Problem to work on
Reproduce the data below word for word.

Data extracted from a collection
● ● ● ●

//! Database configuration module

use serde::{Deserialize, Serialize};

/// Database configuration for MySQL connections
#[derive(Debug, Clone, Deserialize, Serialize)]
#[serde(default)]
pub struct DatabaseConfig {
    /// Database connection URL
    pub url: String,

    /// Maximum number of connections in the pool
    pub max_connections: u32,

    /// Connection acquire timeout in seconds
    pub connect_timeout: u64,

    /// Idle connection timeout in seconds
    pub idle_timeout: u64,

    /// Maximum lifetime of a connection in seconds
    pub max_lifetime: u64,

    /// Slow query threshold in milliseconds
    pub slow_query_threshold: u64,
}

impl Default for DatabaseConfig {
    fn default() -> Self {
        Self {
            url: String::from("mysql://localhost:3306/doc_manager"),
            max_connections: 10,
            connect_timeout: 30,
            idle_timeout: 600,
            max_lifetime: 1800,
            slow_query_threshold: 1000,
        }
    }
}

impl DatabaseConfig {
    /// Create a new database configuration with URL
    pub fn new(url: impl Into<String>) -> Self {
        Self {
            url: url.into(),
            ..Default::default()
        }
    }

    /// Set the maximum number of connections
    pub fn with_max_connections(mut self, max: u32) -> Self {
        self.max_connections = max;
        self
    }

    /// Check if this is a production database
    pub fn is_production(&self) -> bool {
        !self.url.contains("localhost") && !self.url.contains("127.0.0.1")
    }
}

● ● ● ●

Exercise result
//! Database configuration module

use serde::{Deserialize, Serialize};

/// Database configuration for MySQL connections
#[derive(Debug, Clone, Deserialize, Serialize)]
#[serde(default)]
pub struct DatabaseConfig {
    /// Database connection URL
    pub url: String,

    /// Maximum number of connections in the pool
    pub max_connections: u32,

    /// Connection acquire timeout in seconds
    pub connect_timeout: u64,

    /// Idle connection timeout in seconds
    pub idle_timeout: u64,

    /// Maximum lifetime of a connection in seconds
    pub max_lifetime: u64,

    /// Slow query threshold in milliseconds
    pub slow_query_threshold: u64,
}

impl Default for DatabaseConfig {
    fn default() -> Self {
        Self {
            url: String::from("mysql://localhost:3306/doc_manager"),
            max_connections: 10,
            connect_timeout: 30,
            idle_timeout: 600,
            max_lifetime: 1800,
            slow_query_threshold: 1000,
        }
    }
}

impl DatabaseConfig {
    /// Create a new database configuration with URL
    pub fn new(url: impl Into<String>) -> Self {
        Self {
            url: url.into(),
            ..Default::default()
        }
    }

    /// Set the maximum number of connections
    pub fn with_max_connections(mut self, max: u32) -> Self {
        self.max_connections = max;
        self
    }

    /// Check if this is a production database
    pub fn is_production(&self) -> bool {
        !self.url.contains("localhost") && !self.url.contains("127.0.0.1")
    }
}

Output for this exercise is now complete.